▶ **AIM OF THE TASK**:
Only one stretch of the records below should be repeated. It starts with the line containing "the same variable." and goes on through the line containing "let staging = match", exactly as written.

▶ **EXERCISE DATA**:
//! Toolchain provisioning.
//!
//! A buildpack makes one `tool:version` pair usable inside a biome. The
//! payload is always installed on the host under the shared tools cache
//! (which container biomes bind-mount), so versions are downloaded and
//! extracted once and shared across packages and targets.
//!
//! Install is idempotent per `<tools>/<tool>/<version>`: a populated
//! directory is trusted and skipped. Extraction goes through a `.tmp`
//! sibling renamed into place, so an interrupted install leaves nothing
//! the next attempt would mistake for a finished one.

mod go;
mod gradle;
mod java;
mod node;
mod python;

use std::path::{Path, PathBuf};

use async_trait::async_trait;
use rand::rngs::StdRng;
use rand::seq::SliceRandom;
use rand::SeedableRng;
use thiserror::Error;
use tokio_util::sync::CancellationToken;
use tracing::{debug, info};

use crate::archive::ExtractError;
use crate::biome::{Biome, BiomeError, EnvOverlay};
use crate::download::{DownloadCache, DownloadError};
use crate::manifest::BuildpackSpec;

#[derive(Debug, Error)]
pub enum BuildpackError {
  #[error("unknown tool: {0}")]
  UnknownTool(String),

  #[error("unsupported platform for {tool}: {platform}")]
  UnsupportedPlatform { tool: String, platform: String },

  #[error("invalid version for {tool}: {version}")]
  InvalidVersion { tool: String, version: String },

  #[error("buildpacks disagree on environment variable {var}: '{first}' vs '{second}'")]
  EnvCollision { var: String, first: String, second: String },

  #[error(transparent)]
  Download(#[from] DownloadError),

  #[error(transparent)]
  Extract(#[from] ExtractError),

  #[error(transparent)]
  Biome(#[from] BiomeError),

  #[error("io error: {0}")]
  Io(#[from] std::io::Error),
}

/// Everything a buildpack needs to install and describe itself.
pub struct BuildpackCtx<'a> {
  pub spec: &'a BuildpackSpec,
  pub biome: &'a dyn Biome,
  pub cache: &'a DownloadCache,
  /// Host-side tools root where payloads are extracted.
  pub host_tools: &'a Path,
  pub cancel: &'a CancellationToken,
}

impl BuildpackCtx<'_> {
  /// Host path of this tool version's install directory.
  pub fn host_install_dir(&self) -> PathBuf {
    self.host_tools.join(&self.spec.tool).join(&self.spec.version)
  }

  /// The same directory in the biome's native path syntax.
  pub fn biome_install_dir(&self) -> String {
    let tools = self.biome.dirs().tools.clone();
    self.biome.join_path(&[&tools, &self.spec.tool, &self.spec.version])
  }
}

/// One provisionable toolchain.
#[async_trait]
pub trait Buildpack: Send + Sync + std::fmt::Debug {
  /// Fetch and extract the payload. Returns the host install directory.
  /// Must be a no-op when the directory is already populated.
  async fn install(&self, ctx: &BuildpackCtx<'_>) -> Result<PathBuf, BuildpackError>;

  /// The environment mutations that make the installed tool usable,
  /// expressed in the biome's path syntax.
  fn setup(&self, ctx: &BuildpackCtx<'_>) -> Result<EnvOverlay, BuildpackError>;
}

/// Resolve a tool name to its buildpack.
pub fn lookup(tool: &str) -> Result<Box<dyn Buildpack>, BuildpackError> {
  match tool {
    "go" | "golang" => Ok(Box::new(go::GoBuildpack)),
    "node" | "nodejs" => Ok(Box::new(node::NodeBuildpack)),
    "python" | "miniconda" => Ok(Box::new(python::PythonBuildpack)),
    "java" => Ok(Box::new(java::JavaBuildpack)),
    "gradle" => Ok(Box::new(gradle::GradleBuildpack)),
    other => Err(BuildpackError::UnknownTool(other.to_string())),
  }
}

/// Install every buildpack for a target and merge their overlays.
///
/// Installation order is shuffled so undeclared ordering assumptions
/// between buildpacks surface as failures; `seed` pins the shuffle for
/// deterministic replay in tests. Two buildpacks exporting the same
/// variable with different values is an error.
pub async fn install_all(
  cancel: &CancellationToken,
  biome: &dyn Biome,
  cache: &DownloadCache,
  host_tools: &Path,
  specs: &[BuildpackSpec],
  seed: Option<u64>,
) -> Result<EnvOverlay, BuildpackError> {
  let mut order: Vec<&BuildpackSpec> = specs.iter().collect();
  let mut rng = match seed {
    Some(seed) => StdRng::seed_from_u64(seed),
    None => StdRng::from_entropy(),
  };
  order.shuffle(&mut rng);

  let mut overlay = EnvOverlay::new();
  for spec in order {
    let pack = lookup(&spec.tool)?;
    let ctx = BuildpackCtx {
      spec,
      biome,
      cache,
      host_tools,
      cancel,
    };

    info!(tool = %spec.tool, version = %spec.version, "installing buildpack");
    let install_dir = pack.install(&ctx).await?;
    debug!(tool = %spec.tool, dir = %install_dir.display(), "buildpack installed");

    overlay = merge_checked(overlay, pack.setup(&ctx)?)?;
  }

  Ok(overlay)
}

/// Merge overlays, rejecting conflicting values for the same variable.
fn merge_checked(base: EnvOverlay, next: EnvOverlay) -> Result<EnvOverlay, BuildpackError> {
  for (var, value) in &next.vars {
    if let Some(existing) = base.vars.get(var) {
      if existing != value {
        return Err(BuildpackError::EnvCollision {
          var: var.clone(),
          first: existing.clone(),
          second: value.clone(),
        });
      }
    }
  }
  Ok(base.merge(&next))
}

/// Download `url` and extract it into the context's install directory,
/// skipping everything when the directory is already populated.
pub(crate) async fn fetch_and_unpack(
  ctx: &BuildpackCtx<'_>,
  url: &str,
  strip_components: usize,
) -> Result<PathBuf, BuildpackError> {
  let install_dir = ctx.host_install_dir();
  if is_populated(&install_dir) {
    debug!(dir = %install_dir.display(), "install directory already populated");
    return Ok(install_dir);
  }

  let archive = ctx.cache.download(ctx.cancel, url).await?;
  unpack_fresh(&archive, &install_dir, strip_components, ctx.cancel).await?;
  Ok(install_dir)
}

/// Extract into `<dir>.tmp` then rename, leaving no half-finished tree.
///
/// Extraction is blocking work, so it runs off the async runtime; the
/// token stops it between entries and leaves only the staging dir
/// behind, which the next attempt clears.
pub(crate) async fn unpack_fresh(
  archive: &Path,
  install_dir: &Path,
  strip_components: usize,
  cancel: &CancellationToken,
) -> Result<(), BuildpackError> {
  // Versions contain dots, so build the staging name by hand instead of
  // with_extension.
  let staging = match install_dir.file_name() {
    Some(name) => install_dir.with_file_name(format!("{}.tmp", name.to_string_lossy())),
    None => install_dir.with_extension("tmp"),
  };
  if staging.exists() {
    std::fs::remove_dir_all(&staging)?;
  }
  std::fs::create_dir_all(&staging)?;

  let archive = archive.to_path_buf();
  let staging_dir = staging.clone();
  let token = cancel.clone();
  tokio::task::spawn_blocking(move || {
    crate::archive::unpack_archive(&archive, &staging_dir, strip_components, &token)
  })
  .await
  .map_err(|e| BuildpackError::Io(std::io::Error::other(e)))??;

  if let Some(parent) = install_dir.parent() {
    std::fs::create_dir_all(parent)?;
  }
  std::fs::rename(&staging, install_dir)?;
  Ok(())
}

pub(crate) fn is_populated(dir: &Path) -> bool {
  std::fs::read_dir(dir).is_ok_and(|mut entries| entries.next().is_some())
}

#[cfg(test)]
mod tests {
  use super::*;
  use crate::biome::HostBiome;
  use tempfile::TempDir;

  fn specs(names: &[&str]) -> Vec<BuildpackSpec> {
    names
      .iter()
      .map(|n| BuildpackSpec::parse(&format!("{n}:1.0.0")).unwrap())
      .collect()
  }

  #[test]
  fn lookup_resolves_known_tools() {
    for tool in ["go", "node", "python", "java", "gradle"] {
      assert!(lookup(tool).is_ok(), "{tool} should resolve");
    }
  }

  #[test]
  fn lookup_rejects_unknown_tool() {
    let err = lookup("cobol").unwrap_err();
    assert!(matches!(err, BuildpackError::UnknownTool(t) if t == "cobol"));
  }

  #[test]
  fn merge_checked_allows_distinct_vars() {
    let a = EnvOverlay::new().with_var("GOROOT", "/t/go");
    let b = EnvOverlay::new().with_var("JAVA_HOME", "/t/java");
    let merged = merge_checked(a, b).unwrap();
    assert_eq!(merged.vars.len(), 2);
  }

  #[test]
  fn merge_checked_allows_agreeing_duplicates() {
    let a = EnvOverlay::new().with_var("LANG_HOME", "/t/x");
    let b = EnvOverlay::new().with_var("LANG_HOME", "/t/x");
    assert!(merge_checked(a, b).is_ok());
  }

  #[test]
  fn merge_checked_rejects_conflicts() {
    let a = EnvOverlay::new().with_var("TOOL_HOME", "/t/a");
    let b = EnvOverlay::new().with_var("TOOL_HOME", "/t/b");
    let err = merge_checked(a, b).unwrap_err();
    assert!(matches!(err, BuildpackError::EnvCollision { var, .. } if var == "TOOL_HOME"));
  }

  #[test]
  fn shuffle_is_deterministic_under_a_seed() {
    let specs = specs(&["go", "node", "java", "gradle", "python"]);

    let shuffled = |seed| {
      let mut order: Vec<&BuildpackSpec> = specs.iter().collect();
      order.shuffle(&mut StdRng::seed_from_u64(seed));
      order.iter().map(|s| s.tool.clone()).collect::<Vec<_>>()
    };

    assert_eq!(shuffled(42), shuffled(42));
  }

  #[tokio::test]
  async fn populated_install_dir_skips_download() {
    let temp = TempDir::new().unwrap();
    let host_tools = temp.path().join("tools");
    let install = host_tools.join("go").join("1.21.5");
    std::fs::create_dir_all(&install).unwrap();
    std::fs::write(install.join("marker"), b"x").unwrap();

    let package = temp.path().join("pkg");
    std::fs::create_dir_all(&package).unwrap();
    let biome = HostBiome::with_dirs(package, temp.path().join("home"), host_tools.clone());
    let cache = DownloadCache::new(temp.path().join("downloads"));
    let cancel = CancellationToken::new();
    let spec = BuildpackSpec::parse("go:1.21.5").unwrap();
    let ctx = BuildpackCtx {
      spec: &spec,
      biome: &biome,
      cache: &cache,
      host_tools: &host_tools,
      cancel: &cancel,
    };

    // The URL is unroutable; a skipped install never touches it.
    let dir = fetch_and_unpack(&ctx, "http://192.0.2.1/never", 1).await.unwrap();
    assert_eq!(dir, install);
  }

  fn make_payload(dir: &Path) -> PathBuf {
    let archive = dir.join("payload.tar.gz");
    let encoder = flate2::write::GzEncoder::new(
      std::fs::File::create(&archive).unwrap(),
      flate2::Compression::default(),
    );
    let mut builder = tar::Builder::new(encoder);
    let mut header = tar::Header::new_gnu();
    header.set_size(5);
    header.set_mode(0o644);
    header.set_cksum();
    builder
      .append_data(&mut header, "tool-1.0/bin/tool", &b"hello"[..])
      .unwrap();
    builder.into_inner().unwrap().finish().unwrap();
    archive
  }

  #[tokio::test]
  async fn unpack_fresh_renames_staging_into_place() {
    let temp = TempDir::new().unwrap();
    let archive = make_payload(temp.path());

    let install = temp.path().join("tools").join("tool").join("1.0");
    unpack_fresh(&archive, &install, 1, &CancellationToken::new()).await.unwrap();

    assert!(install.join("bin/tool").is_file());
    assert!(!install.with_file_name("1.0.tmp").exists());
  }

  #[tokio::test]
  async fn unpack_fresh_stops_on_cancellation() {
    let temp = TempDir::new().unwrap();
    let archive = make_payload(temp.path());

    let cancel = CancellationToken::new();
    cancel.cancel();

    let install = temp.path().join("tools").join("tool").join("1.0");
    let err = unpack_fresh(&archive, &install, 1, &cancel).await.unwrap_err();

    assert!(matches!(err, BuildpackError::Extract(ExtractError::Cancelled)));
    // Nothing renamed into place, so the next attempt starts clean.
    assert!(!install.exists());
  }
}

▶ **RESPONSE TO THE EXERCISE**:
/// Merge overlays, rejecting conflicting values for the same variable.
fn merge_checked(base: EnvOverlay, next: EnvOverlay) -> Result<EnvOverlay, BuildpackError> {
  for (var, value) in &next.vars {
    if let Some(existing) = base.vars.get(var) {
      if existing != value {
        return Err(BuildpackError::EnvCollision {
          var: var.clone(),
          first: existing.clone(),
          second: value.clone(),
        });
      }
    }
  }
  Ok(base.merge(&next))
}

/// Download `url` and extract it into the context's install directory,
/// skipping everything when the directory is already populated.
pub(crate) async fn fetch_and_unpack(
  ctx: &BuildpackCtx<'_>,
  url: &str,
  strip_components: usize,
) -> Result<PathBuf, BuildpackError> {
  let install_dir = ctx.host_install_dir();
  if is_populated(&install_dir) {
    debug!(dir = %install_dir.display(), "install directory already populated");
    return Ok(install_dir);
  }

  let archive = ctx.cache.download(ctx.cancel, url).await?;
  unpack_fresh(&archive, &install_dir, strip_components, ctx.cancel).await?;
  Ok(install_dir)
}

/// Extract into `<dir>.tmp` then rename, leaving no half-finished tree.
///
/// Extraction is blocking work, so it runs off the async runtime; the
/// token stops it between entries and leaves only the staging dir
/// behind, which the next attempt clears.
pub(crate) async fn unpack_fresh(
  archive: &Path,
  install_dir: &Path,
  strip_components: usize,
  cancel: &CancellationToken,
) -> Result<(), BuildpackError> {
  // Versions contain dots, so build the staging name by hand instead of
  // with_extension.
  let staging = match install_dir.file_name() {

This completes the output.